Pensée: Immanuel Velikovsky Reconsidered
- School: Lewis and Clark College
- Owner: Student Academic Freedom Forum
- Editor: Stephen L. Talbott
- Campus chief: David N. Talbott
- Founded: 1972
- Circulation: 10,000-20,000

= Pensée (Immanuel Velikovsky Reconsidered) =

Pensée: Immanuel Velikovsky Reconsidered Vol.VII (Spring 1974) depicting a parody Immanuel Velikovsky by artist Robert Byrd that appeared in Philadelphia Magazine, April, 1968

Pensée: Immanuel Velikovsky Reconsidered ("IVR") was a special series of ten issues of the magazine Pensée advancing the pseudoscientific theories of Immanuel Velikovsky. It was produced to "encourage continuing critical analysis of all questions raised by Velikovsky's work", published between May 1972 and Winter 1974-75 by the Student Academic Freedom Forum, whose president was David N. Talbott, with the assistance and cooperation of Lewis and Clark College, Portland, Oregon. Velikovsky -- "the man whose work was being examined 'objectively'" insinuated himself into the editing of the May 1972 issue, just as he had done earlier for the April 1967 "Velikovsky" issue of Yale Scientific Magazine.

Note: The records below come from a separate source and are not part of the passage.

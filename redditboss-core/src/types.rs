use serde::{Deserialize, Serialize};

/// A candidate Reddit post plus an AI-generated comment the user may want
/// to post in response. Fields arrive verbatim from the analysis backend.
#[derive(Debug, Clone, PartialEq, Eq, Serialize, Deserialize)]
pub struct Opportunity {
    pub id: String,
    pub title: String,
    pub subreddit: String,
    pub comment_suggestion: String,
    pub url: String,
}

/// Request body for the analyze-content endpoint.
#[derive(Debug, Clone, Serialize, Deserialize)]
pub struct AnalyzeRequest {
    pub text: String,
}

It achieved a circulation of between 10,000 - 20,000, with the first issue reprinted twice totalling 75,000 copies, and resulted in a book, Velikovsky Reconsidered containing selected articles, many of them partisan.

==History==

In the final issue of Pensée IVR, the publisher recalled that the original magazine was:

Founded in 1966 and soon thereafter allowed to lapse for several years, it was revived in 1970 as an unofficial student magazine distributed on Oregon campuses [..] Late in 1971 the editor and publisher, personally familiar with the work of Immanuel Velikovsky, conceived the idea of finding someone qualified to write a major article describing Velikovsky's theories, their implications, and their reception. Subsequent contact, first, with Velikovsky himself, and then with several persons knowledgeable about his work, led to the May, 1972 issue of Pensée.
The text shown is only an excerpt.